Why CFOs should learn to let go

By Neil Amato

CFOs who exert influence and lead their organizations to quickly let go of lower-performing legacy business lines are more likely to add value to their companies' bottom lines. Gartner data shows that finance chiefs who exhibit "capital responsiveness" — acting fast to shift money toward more productive investments — can add up to 2.5 percentage points of economic value.

In a fast-moving, disruptive economic environment exacerbated by the COVID-19 pandemic, one of Gartner's conclusions was to compare such nimble CFOs to activist investors. The analysis was based in part on interviews with 100 CFOs in July 2021. That research assessed capital allocation strategies and the organizations' abilities to:

  • Quickly shift capital to new, high-value uses.
  • Quickly shift capital away from low-value uses.
  • Make significant, rather than incremental, changes to where capital is allocated.

Just 17% of organizations consistently exhibited all three characteristics of capital responsiveness, according to the data, and at most 38% of organizations consistently were able to meet one of the characteristics.

"Most organizations have not yet achieved a high level of capital responsiveness that a disruptive environment like today requires," Emily Riley, research director in Gartner's Finance practice, said in a news release. "The best way to achieve capital responsiveness is for CFOs to take a 'capital activist' approach to their allocation strategy and actively challenge long-held attachments that impede meaningful capital pivots."

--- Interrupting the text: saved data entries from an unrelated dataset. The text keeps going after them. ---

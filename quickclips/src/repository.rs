//! Repositories for search terms, quick tools and templates.
//!
//! Each repository owns its collection exclusively and keeps `order` a dense
//! 0-based sequence matching the collection's position order. Failed
//! operations leave the collection unchanged.

use crate::interface::{
    PatternMatch, QuickClipsError, QuickTool, QuickToolUpdate, SearchTerm, SearchTermUpdate,
    Template, TemplateUpdate, UrlValidation,
};
use crate::models::{normalize_capture_groups, Entity};
use crate::scanner::{self, ScanLimits};
use crate::validation;

// ─────────────────────────────────────────────────────────────────────────────
// ORDERED COLLECTION
// ─────────────────────────────────────────────────────────────────────────────

/// Entities kept sorted by `order`, renumbered after every structural change
#[derive(Debug, Clone)]
pub struct OrderedCollection<T> {
    items: Vec<T>,
}

impl<T> Default for OrderedCollection<T> {
    fn default() -> Self {
        Self { items: Vec::new() }
    }
}

impl<T: Entity> OrderedCollection<T> {
    /// Adopt loaded items. Stable sort keeps load order for equal `order` values.
    pub fn from_items(mut items: Vec<T>) -> Self {
        items.sort_by_key(|item| item.order());
        let mut collection = Self { items };
        collection.renumber();
        collection
    }

    pub fn items(&self) -> &[T] {
        &self.items
    }

    pub fn len(&self) -> usize {
        self.items.len()
    }

    pub fn is_empty(&self) -> bool {
        self.items.is_empty()
    }

    pub fn get(&self, id: &str) -> Option<&T> {
        self.items.iter().find(|item| item.id() == id)
    }

    pub fn contains_name(&self, name: &str) -> bool {
        self.items.iter().any(|item| item.name() == name)
    }

    fn position(&self, id: &str) -> Result<usize, QuickClipsError> {
        self.items
            .iter()
            .position(|item| item.id() == id)
            .ok_or_else(|| QuickClipsError::NotFound(id.to_string()))
    }

    /// Append at the end of the order
    pub fn push(&mut self, mut item: T) -> T {
        item.set_order(self.items.len() as u32);
        self.items.push(item.clone());
        item
    }

    /// Apply `edit` to a copy of the entity; commit only if it succeeds
    pub fn update_with<F>(&mut self, id: &str, edit: F) -> Result<T, QuickClipsError>
    where
        F: FnOnce(&mut T) -> Result<(), QuickClipsError>,
    {
        let index = self.position(id)?;
        let mut draft = self.items[index].clone();
        edit(&mut draft)?;
        draft.touch();
        self.items[index] = draft.clone();
        Ok(draft)
    }

    pub fn remove(&mut self, id: &str) -> Result<T, QuickClipsError> {
        let index = self.position(id)?;
        let removed = self.items.remove(index);
        self.renumber();
        Ok(removed)
    }

    /// Listed ids move to the front in the given order; the rest keep their
    /// relative order behind them. Unknown ids are ignored.
    pub fn reorder(&mut self, ordered_ids: &[String]) {
        let mut remaining: Vec<Option<T>> = self.items.drain(..).map(Some).collect();
        let mut reordered: Vec<T> = Vec::with_capacity(remaining.len());

        for id in ordered_ids {
            let slot = remaining
                .iter_mut()
                .find(|slot| slot.as_ref().is_some_and(|item| item.id() == id));
            if let Some(item) = slot.and_then(Option::take) {
                reordered.push(item);
            }
        }
        reordered.extend(remaining.into_iter().flatten());

        self.items = reordered;
        self.renumber();
    }

    fn renumber(&mut self) {
        for (index, item) in self.items.iter_mut().enumerate() {
            item.set_order(index as u32);
        }
    }
}

/// Trimmed, non-empty entity name
fn require_name(name: &str) -> Result<String, QuickClipsError> {
    let trimmed = name.trim();
    if trimmed.is_empty() {
        return Err(QuickClipsError::InvalidInput("Name cannot be empty".into()));
    }
    Ok(trimmed.to_string())
}

// ─────────────────────────────────────────────────────────────────────────────
// SEARCH TERMS
// ─────────────────────────────────────────────────────────────────────────────

#[derive(Debug, Clone, Default)]
pub struct SearchTermRepository {
    terms: OrderedCollection<SearchTerm>,
    limits: ScanLimits,
}

impl SearchTermRepository {
    pub fn new(terms: Vec<SearchTerm>, limits: ScanLimits) -> Self {
        Self {
            terms: OrderedCollection::from_items(terms),
            limits,
        }
    }

    pub fn collection(&self) -> &OrderedCollection<SearchTerm> {
        &self.terms
    }

    pub fn get_all(&self) -> Vec<SearchTerm> {
        self.terms.items().to_vec()
    }

    fn check_pattern(&self, pattern: &str) -> Result<(), QuickClipsError> {
        scanner::compile_pattern(pattern, self.limits.size_limit).map(|_| ())
    }

    pub fn create(&mut self, name: &str, pattern: &str) -> Result<SearchTerm, QuickClipsError> {
        let name = require_name(name)?;
        self.check_pattern(pattern)?;
        Ok(self.terms.push(SearchTerm::new(name, pattern.to_string(), 0)))
    }

    /// Append an already-built term (import). The pattern must already be checked.
    pub(crate) fn insert(&mut self, term: SearchTerm) -> SearchTerm {
        self.terms.push(term)
    }

    pub fn update(&mut self, id: &str, update: SearchTermUpdate) -> Result<SearchTerm, QuickClipsError> {
        if let Some(pattern) = &update.pattern {
            self.check_pattern(pattern)?;
        }
        let name = update.name.as_deref().map(require_name).transpose()?;

        self.terms.update_with(id, |term| {
            if let Some(name) = name {
                term.name = name;
            }
            if let Some(pattern) = update.pattern {
                term.pattern = pattern;
            }
            if let Some(enabled) = update.enabled {
                term.enabled = enabled;
            }
            Ok(())
        })
    }

    pub fn delete(&mut self, id: &str) -> Result<(), QuickClipsError> {
        self.terms.remove(id).map(|_| ())
    }

    pub fn reorder(&mut self, ordered_ids: &[String]) {
        self.terms.reorder(ordered_ids);
    }

    /// Compile `pattern` ad hoc and run it over `sample`; nothing is stored
    pub fn test(&self, pattern: &str, sample: &str) -> Result<Vec<PatternMatch>, QuickClipsError> {
        scanner::test_pattern(pattern, sample, &self.limits)
    }
}

// ─────────────────────────────────────────────────────────────────────────────
// QUICK TOOLS
// ─────────────────────────────────────────────────────────────────────────────

#[derive(Debug, Clone, Default)]
pub struct QuickToolRepository {
    tools: OrderedCollection<QuickTool>,
}

impl QuickToolRepository {
    pub fn new(tools: Vec<QuickTool>) -> Self {
        Self {
            tools: OrderedCollection::from_items(tools),
        }
    }

    pub fn collection(&self) -> &OrderedCollection<QuickTool> {
        &self.tools
    }

    pub fn get_all(&self) -> Vec<QuickTool> {
        self.tools.items().to_vec()
    }

    /// Create a tool. URL problems are not fatal; see `validate_url`.
    pub fn create(&mut self, name: &str, url: &str, capture_groups: Vec<String>) -> Result<QuickTool, QuickClipsError> {
        let name = require_name(name)?;
        let tool = QuickTool::new(name, url.trim().to_string(), capture_groups, 0);
        Ok(self.tools.push(tool))
    }

    pub(crate) fn insert(&mut self, tool: QuickTool) -> QuickTool {
        self.tools.push(tool)
    }

    pub fn update(&mut self, id: &str, update: QuickToolUpdate) -> Result<QuickTool, QuickClipsError> {
        let name = update.name.as_deref().map(require_name).transpose()?;

        self.tools.update_with(id, |tool| {
            if let Some(name) = name {
                tool.name = name;
            }
            if let Some(url) = update.url {
                tool.url = url.trim().to_string();
            }
            if let Some(groups) = update.capture_groups {
                tool.capture_groups = normalize_capture_groups(groups);
            }
            if let Some(encode) = update.encode {
                tool.encode = encode;
            }
            Ok(())
        })
    }

    pub fn delete(&mut self, id: &str) -> Result<(), QuickClipsError> {
        self.tools.remove(id).map(|_| ())
    }

    pub fn reorder(&mut self, ordered_ids: &[String]) {
        self.tools.reorder(ordered_ids);
    }

    pub fn validate_url(url: &str, capture_groups: &[String]) -> UrlValidation {
        validation::validate_url(url, capture_groups)
    }
}

// ─────────────────────────────────────────────────────────────────────────────
// TEMPLATES
// ─────────────────────────────────────────────────────────────────────────────

#[derive(Debug, Clone, Default)]
pub struct TemplateRepository {
    templates: OrderedCollection<Template>,
}

impl TemplateRepository {
    pub fn new(templates: Vec<Template>) -> Self {
        Self {
            templates: OrderedCollection::from_items(templates),
        }
    }

    pub fn collection(&self) -> &OrderedCollection<Template> {
        &self.templates
    }

    pub fn get_all(&self) -> Vec<Template> {
        self.templates.items().to_vec()
    }

    pub fn get(&self, id: &str) -> Result<&Template, QuickClipsError> {
        self.templates
            .get(id)
            .ok_or_else(|| QuickClipsError::NotFound(id.to_string()))
    }

    pub fn create(&mut self, name: &str, content: &str) -> Result<Template, QuickClipsError> {
        let name = require_name(name)?;
        Ok(self.templates.push(Template::new(name, content.to_string(), 0)))
    }

    pub(crate) fn insert(&mut self, template: Template) -> Template {
        self.templates.push(template)
    }

    pub fn update(&mut self, id: &str, update: TemplateUpdate) -> Result<Template, QuickClipsError> {
        let name = update.name.as_deref().map(require_name).transpose()?;

        self.templates.update_with(id, |template| {
            if let Some(name) = name {
                template.name = name;
            }
            if let Some(content) = update.content {
                template.content = content;
            }
            Ok(())
        })
    }

    pub fn delete(&mut self, id: &str) -> Result<(), QuickClipsError> {
        self.templates.remove(id).map(|_| ())
    }

    pub fn reorder(&mut self, ordered_ids: &[String]) {
        self.templates.reorder(ordered_ids);
    }
}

Even before the pandemic, C-suite leaders understood the need to act quickly. The opening page of KPMG's 2019 Global CEO Outlook carried the title "Agile or Irrelevant." In that survey of 1,300 CEOs, 67% said that "acting with agility is the new currency of business; if we're too slow, we will be bankrupt."

A continued role shift

Gartner said that the most certain path to consistent capital responsiveness is "through CFOs transforming their posture from their traditional reviewer and advisor roles to that of an activist." This means that CFOs must steer their organizations toward a portfolio of investments that will maximize long-term value.

"Being an activist CFO does not mean taking investment decisions out of business partners' hands, but rather exerting influence on how investments are evaluated to ensure that enterprisewide value creation is put first, rather than short-term or siloed objectives," Riley said.

Capital responsiveness, Gartner said, can extend to other finance leadership roles that involve setting or communicating strategy, approving or blocking resource allocation, providing analytics to business leaders related to investments, or interacting directly with business leaders.

Riley said that finance teams can actively drive capital responsiveness in their organization in several ways, including:

  • Intervening earlier in investments' lifecycle to reduce resource intensity.
  • Aligning funding to priorities, not individual projects.
  • Monitoring operating resource uses on the basis of activities, not line items, to create the visibility required to realign people, technology, and other capabilities as multiyear investment priorities change.